+++ PROVIDED MATERIAL

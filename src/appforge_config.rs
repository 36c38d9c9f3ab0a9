//! File configuration for appforge.
//!
//! Settings are read from `appforge.toml` in the working directory (or the
//! path given with `--config`). Every section is optional and falls back to
//! defaults. Values are layered file → environment → CLI; this module covers
//! the first two, [`crate::config`] applies the CLI layer.
//!
//! # Configuration File Format
//!
//! ```toml
//! [project]
//! name = "my-app"
//!
//! [pipeline]
//! max_repair_attempts = 3
//! escalate_on_failure = true
//! stage_timeout_secs = 600
//!
//! [verification]
//! check_timeout_secs = 300
//!
//! [verification.commands]
//! build = "npm run build"
//! lint = "npm run lint"
//! tests = "npm test"
//!
//! [logging]
//! json = false
//! file = true
//! ```

use anyhow::{Context, Result};
use serde::{Deserialize, Serialize};
use std::path::Path;
use std::time::Duration;

pub const CONFIG_FILE_NAME: &str = "appforge.toml";

/// Overrides `pipeline.max_repair_attempts`.
pub const ENV_MAX_REPAIR_ATTEMPTS: &str = "APPFORGE_MAX_REPAIR_ATTEMPTS";
/// Overrides `logging.json`.
pub const ENV_LOG_JSON: &str = "APPFORGE_LOG_JSON";

#[derive(Debug, Clone, Default, PartialEq, Serialize, Deserialize)]
pub struct ProjectSection {
    /// Default project name when `--project-name` is not given
    #[serde(default, skip_serializing_if = "Option::is_none")]
    pub name: Option<String>,
}

#[derive(Debug, Clone, PartialEq, Serialize, Deserialize)]
pub struct PipelineSection {
    /// Repair attempts after a failed gate
    #[serde(default = "default_max_repair_attempts")]
    pub max_repair_attempts: u32,
    /// Fail the run with an escalation error when repair is exhausted
    #[serde(default = "default_escalate_on_failure")]
    pub escalate_on_failure: bool,
    /// Per-stage timeout; absent means stages may run indefinitely
    #[serde(default, skip_serializing_if = "Option::is_none")]
    pub stage_timeout_secs: Option<u64>,
}

fn default_max_repair_attempts() -> u32 {
    3
}

fn default_escalate_on_failure() -> bool {
    true
}

impl Default for PipelineSection {
    fn default() -> Self {
        Self {
            max_repair_attempts: default_max_repair_attempts(),
            escalate_on_failure: default_escalate_on_failure(),
            stage_timeout_secs: None,
        }
    }
}

impl PipelineSection {
    pub fn stage_timeout(&self) -> Option<Duration> {
        self.stage_timeout_secs.map(Duration::from_secs)
    }
}

/// Shell commands for the command-backed checks. Unset commands are skipped.
#[derive(Debug, Clone, Default, PartialEq, Serialize, Deserialize)]
pub struct CommandsSection {
    #[serde(default, skip_serializing_if = "Option::is_none")]
    pub build: Option<String>,
    #[serde(default, skip_serializing_if = "Option::is_none")]
    pub lint: Option<String>,
    #[serde(default, skip_serializing_if = "Option::is_none")]
    pub tests: Option<String>,
}

#[derive(Debug, Clone, PartialEq, Serialize, Deserialize)]
pub struct VerificationSection {
    #[serde(default = "default_check_timeout_secs")]
    pub check_timeout_secs: u64,
    #[serde(default)]
    pub commands: CommandsSection,
}

fn default_check_timeout_secs() -> u64 {
    300
}

impl Default for VerificationSection {
    fn default() -> Self {
        Self {
            check_timeout_secs: default_check_timeout_secs(),
            commands: CommandsSection::default(),
        }
    }
}

impl VerificationSection {
    pub fn check_timeout(&self) -> Duration {
        Duration::from_secs(self.check_timeout_secs)
    }
}

#[derive(Debug, Clone, PartialEq, Serialize, Deserialize)]
pub struct LoggingSection {
    /// Emit JSON log lines on stderr
    #[serde(default)]
    pub json: bool,
    /// Also write daily-rolled log files under `<output_dir>/.appforge/logs`
    #[serde(default = "default_log_file")]
    pub file: bool,
}

fn default_log_file() -> bool {
    true
}

impl Default for LoggingSection {
    fn default() -> Self {
        Self {
            json: false,
            file: default_log_file(),
        }
    }
}

/// The complete appforge.toml configuration structure.
#[derive(Debug, Clone, Default, PartialEq, Serialize, Deserialize)]
pub struct AppforgeToml {
    #[serde(default)]
    pub project: ProjectSection,
    #[serde(default)]
    pub pipeline: PipelineSection,
    #[serde(default)]
    pub verification: VerificationSection,
    #[serde(default)]
    pub logging: LoggingSection,
}

impl AppforgeToml {
    /// Load configuration from a TOML file.
    pub fn load(path: &Path) -> Result<Self> {
        let content = std::fs::read_to_string(path)
            .with_context(|| format!("Failed to read config file: {}", path.display()))?;

        Self::parse(&content)
            .with_context(|| format!("Invalid config file: {}", path.display()))
    }

    /// Parse configuration from a TOML string.
    pub fn parse(content: &str) -> Result<Self> {
        toml::from_str(content).context("Failed to parse appforge.toml")
    }

    /// Load `appforge.toml` from `dir`, or defaults when it doesn't exist.
    pub fn load_or_default(dir: &Path) -> Result<Self> {
        let config_path = dir.join(CONFIG_FILE_NAME);
        if config_path.exists() {
            Self::load(&config_path)
        } else {
            Ok(Self::default())
        }
    }

    /// Save configuration to a TOML file.
    pub fn save(&self, path: &Path) -> Result<()> {
        let content = self.to_toml_string()?;
        std::fs::write(path, content)
            .with_context(|| format!("Failed to write config file: {}", path.display()))?;
        Ok(())
    }

    pub fn to_toml_string(&self) -> Result<String> {
        toml::to_string_pretty(self).context("Failed to serialize appforge.toml")
    }

    /// Apply the environment layer using `lookup` to read variables.
    ///
    /// Unparseable values leave the setting untouched and are returned as
    /// warnings.
    pub fn apply_overrides_from(&mut self, lookup: impl Fn(&str) -> Option<String>) -> Vec<String> {
        let mut warnings = Vec::new();
        if let Some(raw) = lookup(ENV_MAX_REPAIR_ATTEMPTS) {
            match raw.trim().parse::<u32>() {
                Ok(n) => self.pipeline.max_repair_attempts = n,
                Err(_) => warnings.push(format!(
                    "{} = {:?} is not a number, keeping max_repair_attempts = {}",
                    ENV_MAX_REPAIR_ATTEMPTS, raw, self.pipeline.max_repair_attempts
                )),
            }
        }
        if let Some(raw) = lookup(ENV_LOG_JSON) {
            self.logging.json = parse_flag(&raw);
        }
        warnings
    }

    /// Validate the configuration and return any warnings.
    pub fn validate(&self) -> Vec<String> {
        let mut warnings = Vec::new();

        if self.pipeline.max_repair_attempts == 0 {
            warnings.push(
                "pipeline.max_repair_attempts is 0: a failed gate is never repaired".to_string(),
            );
        } else if self.pipeline.max_repair_attempts > 10 {
            warnings.push(format!(
                "pipeline.max_repair_attempts is {}: each attempt re-runs implementation and checks",
                self.pipeline.max_repair_attempts
            ));
        }

        if self.pipeline.stage_timeout_secs == Some(0) {
            warnings.push("pipeline.stage_timeout_secs is 0: every stage will time out".to_string());
        }
        if self.verification.check_timeout_secs == 0 {
            warnings.push(
                "verification.check_timeout_secs is 0: every check will time out".to_string(),
            );
        }

        let commands = &self.verification.commands;
        for (name, command) in [
            ("build", &commands.build),
            ("lint", &commands.lint),
            ("tests", &commands.tests),
        ] {
            if command.as_deref().is_some_and(|c| c.trim().is_empty()) {
                warnings.push(format!(
                    "verification.commands.{} is blank: the check will be skipped",
                    name
                ));
            }
        }

        if let Some(name) = &self.project.name
            && name.trim().is_empty()
        {
            warnings.push("project.name is blank".to_string());
        }

        warnings
    }
}

/// `1`, `true`, `yes` and `on` (any case) are true.
fn parse_flag(raw: &str) -> bool {
    matches!(
        raw.trim().to_ascii_lowercase().as_str(),
        "1" | "true" | "yes" | "on"
    )
}

/// Starter file written by `appforge config init`.
pub fn template() -> &'static str {
    r#"# appforge configuration

[project]
# name = "my-app"

[pipeline]
max_repair_attempts = 3
escalate_on_failure = true
# stage_timeout_secs = 600

[verification]
check_timeout_secs = 300

[verification.commands]
# build = "npm run build"
# lint = "npm run lint"
# tests = "npm test"

[logging]
json = false
file = true
"#
}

++++++

Scan the material for "environment" and copy the lines that hold it.

** TASK ANSWER **
//! defaults. Values are layered file → environment → CLI; this module covers
    /// Apply the environment layer using `lookup` to read variables.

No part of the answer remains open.